From: Mattias Nissler <[email protected]>
For mounts that have the new "nosymfollow" option, don't follow symlinks
when resolving paths. The new option is similar in spirit to the
existing "nodev", "noexec", and "nosuid" options, as well as to the
LOOKUP_NO_SYMLINKS resolve flag in the openat2(2) syscall. Various BSD
variants have been supporting the "nosymfollow" mount option for a long
time with equivalent implementations.
Note that symlinks may still be created on file systems mounted with
the "nosymfollow" option present. readlink() remains functional, so
user space code that is aware of symlinks can still choose to follow
them explicitly.
Setting the "nosymfollow" mount option helps prevent privileged
writers from modifying files unintentionally in case there is an
unexpected link along the accessed path.

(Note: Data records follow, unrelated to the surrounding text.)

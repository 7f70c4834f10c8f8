use crate::country::CountryCode;
use crate::restriction::RestrictionKind;
use serde::{Deserialize, Serialize};
use std::collections::BTreeSet;

/// Immutable fleet snapshot handed to the savings engine.
///
/// A fresh value is built for every evaluation. `monthly_charging_budget` is only read when
/// `MonthlyBudget` is selected and `kwh_price_cap` only when `PriceCap` is selected.
#[derive(Debug, Clone, PartialEq, Serialize, Deserialize)]
pub struct FleetConfiguration {
    pub car_count: u32,
    pub yearly_mileage_allowed: f64,

    #[serde(default)]
    pub restrictions: BTreeSet<RestrictionKind>,

    #[serde(default)]
    pub country_restrictions: Vec<CountryCode>,

    #[serde(default, skip_serializing_if = "Option::is_none")]
    pub monthly_charging_budget: Option<f64>,

    #[serde(default, skip_serializing_if = "Option::is_none")]
    pub kwh_price_cap: Option<f64>,
}

impl FleetConfiguration {
    pub fn new(car_count: u32, yearly_mileage_allowed: f64) -> Self {
        Self {
            car_count,
            yearly_mileage_allowed,
            restrictions: BTreeSet::new(),
            country_restrictions: Vec::new(),
            monthly_charging_budget: None,
            kwh_price_cap: None,
        }
    }

    pub fn with_restriction(mut self, kind: RestrictionKind) -> Self {
        self.restrictions.insert(kind);
        self
    }

    pub fn with_countries(mut self, countries: Vec<CountryCode>) -> Self {
        self.country_restrictions = countries;
        self
    }

    pub fn with_monthly_budget(mut self, budget: f64) -> Self {
        self.monthly_charging_budget = Some(budget);
        self
    }

    pub fn with_price_cap(mut self, cap: f64) -> Self {
        self.kwh_price_cap = Some(cap);
        self
    }

    pub fn has(&self, kind: RestrictionKind) -> bool {
        self.restrictions.contains(&kind)
    }

    /// True when the only allowed country is Belgium.
    pub fn restricted_to_belgium_only(&self) -> bool {
        matches!(self.country_restrictions.as_slice(), [only] if only.is_belgium())
    }
}

/// Host-side form state: any field may still be missing.
///
/// A draft turns into a [`FleetConfiguration`] once fleet size and mileage are both present.
#[derive(Debug, Clone, Default, PartialEq, Serialize, Deserialize)]
#[serde(default)]
pub struct FleetDraft {
    #[serde(skip_serializing_if = "Option::is_none")]
    pub car_count: Option<u32>,

    #[serde(skip_serializing_if = "Option::is_none")]
    pub yearly_mileage_allowed: Option<f64>,

    pub restrictions: BTreeSet<RestrictionKind>,

    pub country_restrictions: Vec<CountryCode>,

    #[serde(skip_serializing_if = "Option::is_none")]
    pub monthly_charging_budget: Option<f64>,

    #[serde(skip_serializing_if = "Option::is_none")]
    pub kwh_price_cap: Option<f64>,
}

impl From<FleetConfiguration> for FleetDraft {
    fn from(cfg: FleetConfiguration) -> Self {
        Self {
            car_count: Some(cfg.car_count),
            yearly_mileage_allowed: Some(cfg.yearly_mileage_allowed),
            restrictions: cfg.restrictions,
            country_restrictions: cfg.country_restrictions,
            monthly_charging_budget: cfg.monthly_charging_budget,
            kwh_price_cap: cfg.kwh_price_cap,
        }
    }
}

#[cfg(test)]
mod tests {
    use super::*;

    fn code(s: &str) -> CountryCode {
        s.parse().unwrap()
    }

    #[test]
    fn belgium_only_requires_exactly_one_entry() {
        let base = FleetConfiguration::new(1, 1.0);
        assert!(!base.restricted_to_belgium_only());
        assert!(
            base.clone()
                .with_countries(vec![code("BE")])
                .restricted_to_belgium_only()
        );
        assert!(
            !base
                .clone()
                .with_countries(vec![code("BE"), code("NL")])
                .restricted_to_belgium_only()
        );
        assert!(
            !base
                .with_countries(vec![code("FR")])
                .restricted_to_belgium_only()
        );
    }

    #[test]
    fn draft_from_configuration_keeps_values() {
        let cfg = FleetConfiguration::new(3, 12000.0)
            .with_restriction(RestrictionKind::PriceCap)
            .with_price_cap(0.4);
        let draft = FleetDraft::from(cfg);
        assert_eq!(draft.car_count, Some(3));
        assert_eq!(draft.yearly_mileage_allowed, Some(12000.0));
        assert!(draft.restrictions.contains(&RestrictionKind::PriceCap));
        assert_eq!(draft.kwh_price_cap, Some(0.4));
        assert!(draft.monthly_charging_budget.is_none());
    }
}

The "nosymfollow" option is
thus useful as a defensive measure for systems that need to deal with
untrusted file systems in privileged contexts.
More information on the history and motivation for this patch can be
found here:
https://sites.google.com/a/chromium.org/dev/chromium-os/chromiumos-design-docs/hardening-against-malicious-stateful-data#TOC-Restricting-symlink-traversal
Signed-off-by: Mattias Nissler <[email protected]>
Signed-off-by: Ross Zwisler <[email protected]>
---
Resending v6 which was previously posted here [0].
Aleksa, if I've addressed all of your feedback, would you mind adding
your Reviewed-by?
Andrew, would you please consider merging this?
This patch adds a security measure which we feel is necessary to have in
Chrome OS, and which would be beneficial to have in other Linux setups
as well. Lots of details on exactly what we're protecting against exist
in the write-up that I linked to in the commit message.
Changes since v5 [1]:
* Redefined MS_NOSYMFOLLOW to use a lower unused bit value (256) so it
doesn't collide with MS_SUBMOUNT.
* Updated the mount code in util-linux [2] to use the newly defined
flag value.
* Updated man pages for mount(8) [2], as well as mount(2) and statfs(2) [3].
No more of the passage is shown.